━━━ Task material ━━━
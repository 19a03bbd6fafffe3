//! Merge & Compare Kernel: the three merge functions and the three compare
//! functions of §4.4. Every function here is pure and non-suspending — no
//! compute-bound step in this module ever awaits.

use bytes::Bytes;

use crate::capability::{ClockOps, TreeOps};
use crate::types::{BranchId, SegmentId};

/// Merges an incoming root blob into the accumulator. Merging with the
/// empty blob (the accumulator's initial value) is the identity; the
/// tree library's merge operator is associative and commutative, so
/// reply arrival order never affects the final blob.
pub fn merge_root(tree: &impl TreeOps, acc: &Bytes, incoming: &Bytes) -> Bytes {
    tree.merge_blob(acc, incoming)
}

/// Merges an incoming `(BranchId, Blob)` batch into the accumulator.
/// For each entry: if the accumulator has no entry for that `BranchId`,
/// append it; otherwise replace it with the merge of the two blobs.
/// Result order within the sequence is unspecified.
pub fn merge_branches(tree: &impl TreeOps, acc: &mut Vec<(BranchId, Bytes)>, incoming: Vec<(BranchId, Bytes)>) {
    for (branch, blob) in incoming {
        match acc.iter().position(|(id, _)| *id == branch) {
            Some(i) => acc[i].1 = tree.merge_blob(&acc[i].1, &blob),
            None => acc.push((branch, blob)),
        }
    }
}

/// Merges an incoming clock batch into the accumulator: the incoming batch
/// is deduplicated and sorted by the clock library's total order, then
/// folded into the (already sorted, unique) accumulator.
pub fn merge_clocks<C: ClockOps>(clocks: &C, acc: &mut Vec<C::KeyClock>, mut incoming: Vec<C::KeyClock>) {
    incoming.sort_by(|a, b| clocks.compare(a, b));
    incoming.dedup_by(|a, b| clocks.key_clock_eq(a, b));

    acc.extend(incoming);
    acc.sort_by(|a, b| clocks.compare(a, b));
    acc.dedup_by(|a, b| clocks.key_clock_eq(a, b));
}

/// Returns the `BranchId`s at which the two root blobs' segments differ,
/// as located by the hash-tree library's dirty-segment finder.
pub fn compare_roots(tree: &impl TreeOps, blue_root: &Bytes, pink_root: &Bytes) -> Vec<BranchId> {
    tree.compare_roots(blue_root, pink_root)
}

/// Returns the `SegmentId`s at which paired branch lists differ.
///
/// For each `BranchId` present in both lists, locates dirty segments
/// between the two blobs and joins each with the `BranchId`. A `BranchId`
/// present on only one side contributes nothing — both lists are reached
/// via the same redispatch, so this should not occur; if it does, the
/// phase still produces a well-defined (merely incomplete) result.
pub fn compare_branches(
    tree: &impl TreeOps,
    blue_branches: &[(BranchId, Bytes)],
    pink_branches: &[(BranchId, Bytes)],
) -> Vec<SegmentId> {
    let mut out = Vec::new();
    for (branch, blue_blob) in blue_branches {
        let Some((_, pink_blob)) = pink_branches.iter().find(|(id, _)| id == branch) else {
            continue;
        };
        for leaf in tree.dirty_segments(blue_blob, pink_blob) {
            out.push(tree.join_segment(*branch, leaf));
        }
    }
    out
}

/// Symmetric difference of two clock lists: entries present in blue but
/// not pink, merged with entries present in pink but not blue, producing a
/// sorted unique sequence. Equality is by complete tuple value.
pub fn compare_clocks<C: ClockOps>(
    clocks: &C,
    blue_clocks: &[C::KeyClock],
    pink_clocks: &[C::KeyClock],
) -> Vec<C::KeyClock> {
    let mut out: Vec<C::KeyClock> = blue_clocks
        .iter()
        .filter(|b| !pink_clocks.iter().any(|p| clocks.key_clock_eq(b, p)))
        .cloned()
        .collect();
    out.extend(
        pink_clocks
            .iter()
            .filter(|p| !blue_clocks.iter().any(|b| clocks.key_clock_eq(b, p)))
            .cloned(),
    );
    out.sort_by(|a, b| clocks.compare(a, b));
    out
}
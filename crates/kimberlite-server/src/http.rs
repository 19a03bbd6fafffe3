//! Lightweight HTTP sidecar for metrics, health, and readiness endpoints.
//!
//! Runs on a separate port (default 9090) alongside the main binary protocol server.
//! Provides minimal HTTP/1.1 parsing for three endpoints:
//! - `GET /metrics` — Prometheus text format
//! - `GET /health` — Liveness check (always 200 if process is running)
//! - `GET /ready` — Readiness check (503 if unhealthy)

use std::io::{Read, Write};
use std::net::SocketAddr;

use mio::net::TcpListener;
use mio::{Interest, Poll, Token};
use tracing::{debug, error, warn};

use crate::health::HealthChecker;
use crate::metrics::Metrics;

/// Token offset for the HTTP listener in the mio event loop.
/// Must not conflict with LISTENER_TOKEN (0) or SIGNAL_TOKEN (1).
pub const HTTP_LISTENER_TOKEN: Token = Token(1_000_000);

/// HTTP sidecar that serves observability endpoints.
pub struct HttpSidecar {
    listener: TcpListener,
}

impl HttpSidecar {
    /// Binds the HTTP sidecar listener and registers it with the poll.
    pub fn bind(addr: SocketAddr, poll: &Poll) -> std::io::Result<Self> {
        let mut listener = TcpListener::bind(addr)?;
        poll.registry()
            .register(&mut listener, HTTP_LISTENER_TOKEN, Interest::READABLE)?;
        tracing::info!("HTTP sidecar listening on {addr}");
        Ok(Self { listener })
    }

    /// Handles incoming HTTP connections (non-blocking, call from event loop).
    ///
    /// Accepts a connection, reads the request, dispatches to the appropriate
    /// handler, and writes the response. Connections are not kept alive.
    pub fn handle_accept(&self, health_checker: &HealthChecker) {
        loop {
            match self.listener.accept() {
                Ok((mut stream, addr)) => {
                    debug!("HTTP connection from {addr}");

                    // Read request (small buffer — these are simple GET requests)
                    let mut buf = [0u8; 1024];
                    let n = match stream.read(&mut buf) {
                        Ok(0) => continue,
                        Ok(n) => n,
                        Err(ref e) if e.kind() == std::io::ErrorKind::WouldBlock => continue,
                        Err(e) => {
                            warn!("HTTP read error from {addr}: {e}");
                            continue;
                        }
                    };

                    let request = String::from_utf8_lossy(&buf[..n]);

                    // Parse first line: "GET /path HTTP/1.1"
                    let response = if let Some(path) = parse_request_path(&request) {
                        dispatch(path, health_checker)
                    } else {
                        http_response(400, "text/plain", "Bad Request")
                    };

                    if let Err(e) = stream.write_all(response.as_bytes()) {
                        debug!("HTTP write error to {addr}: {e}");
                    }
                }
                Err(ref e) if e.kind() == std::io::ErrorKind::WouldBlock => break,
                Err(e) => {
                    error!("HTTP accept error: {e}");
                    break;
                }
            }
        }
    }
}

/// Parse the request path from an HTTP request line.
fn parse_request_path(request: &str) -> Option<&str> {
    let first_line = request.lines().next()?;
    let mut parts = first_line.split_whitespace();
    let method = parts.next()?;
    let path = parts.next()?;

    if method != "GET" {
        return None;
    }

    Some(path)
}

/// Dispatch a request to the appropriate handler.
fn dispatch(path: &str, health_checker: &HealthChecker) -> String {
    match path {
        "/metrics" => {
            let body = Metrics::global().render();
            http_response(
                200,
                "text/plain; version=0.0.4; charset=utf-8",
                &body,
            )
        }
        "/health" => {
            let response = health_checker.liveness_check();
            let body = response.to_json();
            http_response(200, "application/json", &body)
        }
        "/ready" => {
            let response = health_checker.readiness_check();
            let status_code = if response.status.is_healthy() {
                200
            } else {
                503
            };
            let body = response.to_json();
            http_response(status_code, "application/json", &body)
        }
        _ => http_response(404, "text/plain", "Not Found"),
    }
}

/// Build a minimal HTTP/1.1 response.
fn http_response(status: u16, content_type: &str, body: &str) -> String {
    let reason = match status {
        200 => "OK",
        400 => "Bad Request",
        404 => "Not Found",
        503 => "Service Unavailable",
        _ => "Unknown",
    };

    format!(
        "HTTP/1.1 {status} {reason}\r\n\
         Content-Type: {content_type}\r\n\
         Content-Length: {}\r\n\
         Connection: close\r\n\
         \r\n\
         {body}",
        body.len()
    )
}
━━━
#### [Work to be completed]
After locating the line with "for leaf in" above, return that line and every later line through the one with "in blue but", word for word and with nothing else.

#### [Exercise output]
        for leaf in tree.dirty_segments(blue_blob, pink_blob) {
            out.push(tree.join_segment(*branch, leaf));
        }
    }
    out
}

/// Symmetric difference of two clock lists: entries present in blue but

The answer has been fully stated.